## DATA TO PROCESS
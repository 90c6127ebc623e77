use log::{Metadata, Record};

use crate::debug;

/// Routes `log` records into the current debug log, when one is running.
pub struct MessageLogger;

impl log::Log for MessageLogger {
    fn enabled(&self, _metadata: &Metadata) -> bool {
        // if log is enabled, enable all message levels
        super::log_is_enabled()
    }

    fn log(&self, record: &Record) {
        if self.enabled(record.metadata()) {
            super::log_entry(|| {
                debug::DebugEntryKind::Message(debug::Message {
                    level: record.level().to_string(),
                    module_path: record.module_path().map(|x| x.to_string()),
                    text: format!("{}", record.args()),
                })
            });
        }
    }

    fn flush(&self) {}
}
fn for_stmt<B>(
    expr: Rec<Expr>,
    table: Rec<TableExpr>,
    block: B,
) -> impl Parser<TokenKind, StmtKind, Error = PError> + Clone
where
    B: Parser<TokenKind, Vec<Stmt>, Error = PError> + Clone,
{
    // values stop short of `in`, which introduces the source
    let assignment = ident_part()
        .then(
            ctrl('=')
                .ignore_then(relational(expr, table.clone()))
                .or_not(),
        )
        .map(|(name, expr)| ForAssignment { name, expr });

    keyword("for")
        .ignore_then(assignment.separated_by(ctrl(',')).at_least(1))
        .then_ignore(keyword("in"))
        .then(table)
        .then_ignore(keyword("do"))
        .then(block)
        .then_ignore(keyword("end"))
        .map(|((assignments, source), body)| {
            StmtKind::For(ForStmt {
                assignments,
                source,
                body,
            })
        })
        .labelled("for")
}

fn query(table: Rec<TableExpr>) -> impl Parser<TokenKind, Query, Error = PError> + Clone {
    table
        .clone()
        .then(output(table).or_not())
        .map(|(table, output)| Query { table, output })
}

fn explain(table: Rec<TableExpr>) -> impl Parser<TokenKind, StmtKind, Error = PError> + Clone {
    word("explain")
        .ignore_then(word("query").then(word("plan")).or_not())
        .then(query(table))
        .map(|(plan, query)| {
            StmtKind::Explain(Explain {
                query_plan: plan.is_some(),
                query,
            })
        })
        .labelled("explain")
}

fn insert(table: Rec<TableExpr>) -> impl Parser<TokenKind, StmtKind, Error = PError> + Clone {
    let conflict = keyword("or").ignore_then(choice((
        word("replace").to(ConflictResolution::Replace),
        word("ignore").to(ConflictResolution::Ignore),
    )));

    // `T (a, b) source` is tried before `T source`, where the source itself
    // may start with a parenthesis
    let target = choice((
        ident().then(name_list()).then(table.clone()),
        ident()
            .then(table)
            .map(|(name, source)| ((name, Vec::new()), source)),
    ));

    word("insert")
        .ignore_then(conflict.or_not())
        .then_ignore(word("into"))
        .then(target)
        .map(|(conflict, ((table, columns), source))| {
            StmtKind::Insert(Insert {
                conflict,
                table,
                columns,
                source,
            })
        })
        .labelled("insert")
}

fn row_filter(expr: Rec<Expr>) -> impl Parser<TokenKind, Expr, Error = PError> + Clone {
    expr.delimited_by(ctrl('['), ctrl(']'))
}

fn update(expr: Rec<Expr>) -> impl Parser<TokenKind, StmtKind, Error = PError> + Clone {
    let assignment = ident_part()
        .then_ignore(ctrl('='))
        .then(expr.clone())
        .map(|(column, value)| Assignment { column, value });

    word("update")
        .ignore_then(ident())
        .then(row_filter(expr).or_not())
        .then_ignore(keyword("set"))
        .then(assignment.separated_by(ctrl(',')).at_least(1))
        .map(|((table, filter), assignments)| {
            StmtKind::Update(Update {
                table,
                filter,
                assignments,
            })
        })
        .labelled("update")
}

fn delete(expr: Rec<Expr>) -> impl Parser<TokenKind, StmtKind, Error = PError> + Clone {
    word("delete")
        .ignore_then(keyword("from"))
        .ignore_then(ident())
        .then(row_filter(expr).or_not())
        .map(|(table, filter)| StmtKind::Delete(Delete { table, filter }))
        .labelled("delete")
}

fn pragma(expr: Rec<Expr>, table: Rec<TableExpr>) -> impl Parser<TokenKind, StmtKind, Error = PError> + Clone {
    let value = choice((
        ctrl('=').ignore_then(expr.clone()).map(PragmaValue::Assign),
        expr.delimited_by(ctrl('('), ctrl(')'))
            .map(PragmaValue::Call),
    ));

    word("pragma")
        .ignore_then(ident())
        .then(value.or_not())
        .then(output(table).or_not())
        .map(|((name, value), output)| StmtKind::Pragma(Pragma { name, value, output }))
        .labelled("pragma")
}

fn if_not_exists() -> impl Parser<TokenKind, bool, Error = PError> + Clone {
    keyword("if")
        .ignore_then(keyword("not"))
        .ignore_then(word("exists"))
        .or_not()
        .map(|x| x.is_some())
}

fn create_table(table: Rec<TableExpr>) -> impl Parser<TokenKind, StmtKind, Error = PError> + Clone {
    let definition = choice((
        ctrl('=').ignore_then(table).map(TableDefinition::As),
        column_def()
            .separated_by(ctrl(','))
            .at_least(1)
            .delimited_by(ctrl('('), ctrl(')'))
            .map(TableDefinition::Columns),
    ));

    word("table")
        .ignore_then(word("temp").or_not())
        .then(if_not_exists())
        .then(ident())
        .then(definition)
        .map(|(((temp, if_not_exists), name), definition)| {
            StmtKind::CreateTable(CreateTable {
                temp: temp.is_some(),
                if_not_exists,
                name,
                definition,
            })
        })
        .labelled("table definition")
}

## DESCRIPTION OF THE TASK
Transcribe all of the material exactly as it was written.

## RESPONSE
repository 90c6127ebc623e77
use log::{Metadata, Record};

use crate::debug;

/// Routes `log` records into the current debug log, when one is running.
pub struct MessageLogger;

impl log::Log for MessageLogger {
    fn enabled(&self, _metadata: &Metadata) -> bool {
        // if log is enabled, enable all message levels
        super::log_is_enabled()
    }

    fn log(&self, record: &Record) {
        if self.enabled(record.metadata()) {
            super::log_entry(|| {
                debug::DebugEntryKind::Message(debug::Message {
                    level: record.level().to_string(),
                    module_path: record.module_path().map(|x| x.to_string()),
                    text: format!("{}", record.args()),
                })
            });
        }
    }

    fn flush(&self) {}
}
fn for_stmt<B>(
    expr: Rec<Expr>,
    table: Rec<TableExpr>,
    block: B,
) -> impl Parser<TokenKind, StmtKind, Error = PError> + Clone
where
    B: Parser<TokenKind, Vec<Stmt>, Error = PError> + Clone,
{
    // values stop short of `in`, which introduces the source
    let assignment = ident_part()
        .then(
            ctrl('=')
                .ignore_then(relational(expr, table.clone()))
                .or_not(),
        )
        .map(|(name, expr)| ForAssignment { name, expr });

    keyword("for")
        .ignore_then(assignment.separated_by(ctrl(',')).at_least(1))
        .then_ignore(keyword("in"))
        .then(table)
        .then_ignore(keyword("do"))
        .then(block)
        .then_ignore(keyword("end"))
        .map(|((assignments, source), body)| {
            StmtKind::For(ForStmt {
                assignments,
                source,
                body,
            })
        })
        .labelled("for")
}

fn query(table: Rec<TableExpr>) -> impl Parser<TokenKind, Query, Error = PError> + Clone {
    table
        .clone()
        .then(output(table).or_not())
        .map(|(table, output)| Query { table, output })
}

fn explain(table: Rec<TableExpr>) -> impl Parser<TokenKind, StmtKind, Error = PError> + Clone {
    word("explain")
        .ignore_then(word("query").then(word("plan")).or_not())
        .then(query(table))
        .map(|(plan, query)| {
            StmtKind::Explain(Explain {
                query_plan: plan.is_some(),
                query,
            })
        })
        .labelled("explain")
}

fn insert(table: Rec<TableExpr>) -> impl Parser<TokenKind, StmtKind, Error = PError> + Clone {
    let conflict = keyword("or").ignore_then(choice((
        word("replace").to(ConflictResolution::Replace),
        word("ignore").to(ConflictResolution::Ignore),
    )));

    // `T (a, b) source` is tried before `T source`, where the source itself
    // may start with a parenthesis
    let target = choice((
        ident().then(name_list()).then(table.clone()),
        ident()
            .then(table)
            .map(|(name, source)| ((name, Vec::new()), source)),
    ));

    word("insert")
        .ignore_then(conflict.or_not())
        .then_ignore(word("into"))
        .then(target)
        .map(|(conflict, ((table, columns), source))| {
            StmtKind::Insert(Insert {
                conflict,
                table,
                columns,
                source,
            })
        })
        .labelled("insert")
}

fn row_filter(expr: Rec<Expr>) -> impl Parser<TokenKind, Expr, Error = PError> + Clone {
    expr.delimited_by(ctrl('['), ctrl(']'))
}

fn update(expr: Rec<Expr>) -> impl Parser<TokenKind, StmtKind, Error = PError> + Clone {
    let assignment = ident_part()
        .then_ignore(ctrl('='))
        .then(expr.clone())
        .map(|(column, value)| Assignment { column, value });

    word("update")
        .ignore_then(ident())
        .then(row_filter(expr).or_not())
        .then_ignore(keyword("set"))
        .then(assignment.separated_by(ctrl(',')).at_least(1))
        .map(|((table, filter), assignments)| {
            StmtKind::Update(Update {
                table,
                filter,
                assignments,
            })
        })
        .labelled("update")
}

fn delete(expr: Rec<Expr>) -> impl Parser<TokenKind, StmtKind, Error = PError> + Clone {
    word("delete")
        .ignore_then(keyword("from"))
        .ignore_then(ident())
        .then(row_filter(expr).or_not())
        .map(|(table, filter)| StmtKind::Delete(Delete { table, filter }))
        .labelled("delete")
}

fn pragma(expr: Rec<Expr>, table: Rec<TableExpr>) -> impl Parser<TokenKind, StmtKind, Error = PError> + Clone {
    let value = choice((
        ctrl('=').ignore_then(expr.clone()).map(PragmaValue::Assign),
        expr.delimited_by(ctrl('('), ctrl(')'))
            .map(PragmaValue::Call),
    ));

    word("pragma")
        .ignore_then(ident())
        .then(value.or_not())
        .then(output(table).or_not())
        .map(|((name, value), output)| StmtKind::Pragma(Pragma { name, value, output }))
        .labelled("pragma")
}

fn if_not_exists() -> impl Parser<TokenKind, bool, Error = PError> + Clone {
    keyword("if")
        .ignore_then(keyword("not"))
        .ignore_then(word("exists"))
        .or_not()
        .map(|x| x.is_some())
}

fn create_table(table: Rec<TableExpr>) -> impl Parser<TokenKind, StmtKind, Error = PError> + Clone {
    let definition = choice((
        ctrl('=').ignore_then(table).map(TableDefinition::As),
        column_def()
            .separated_by(ctrl(','))
            .at_least(1)
            .delimited_by(ctrl('('), ctrl(')'))
            .map(TableDefinition::Columns),
    ));

    word("table")
        .ignore_then(word("temp").or_not())
        .then(if_not_exists())
        .then(ident())
        .then(definition)
        .map(|(((temp, if_not_exists), name), definition)| {
            StmtKind::CreateTable(CreateTable {
                temp: temp.is_some(),
                if_not_exists,
                name,
                definition,
            })
        })
        .labelled("table definition")
}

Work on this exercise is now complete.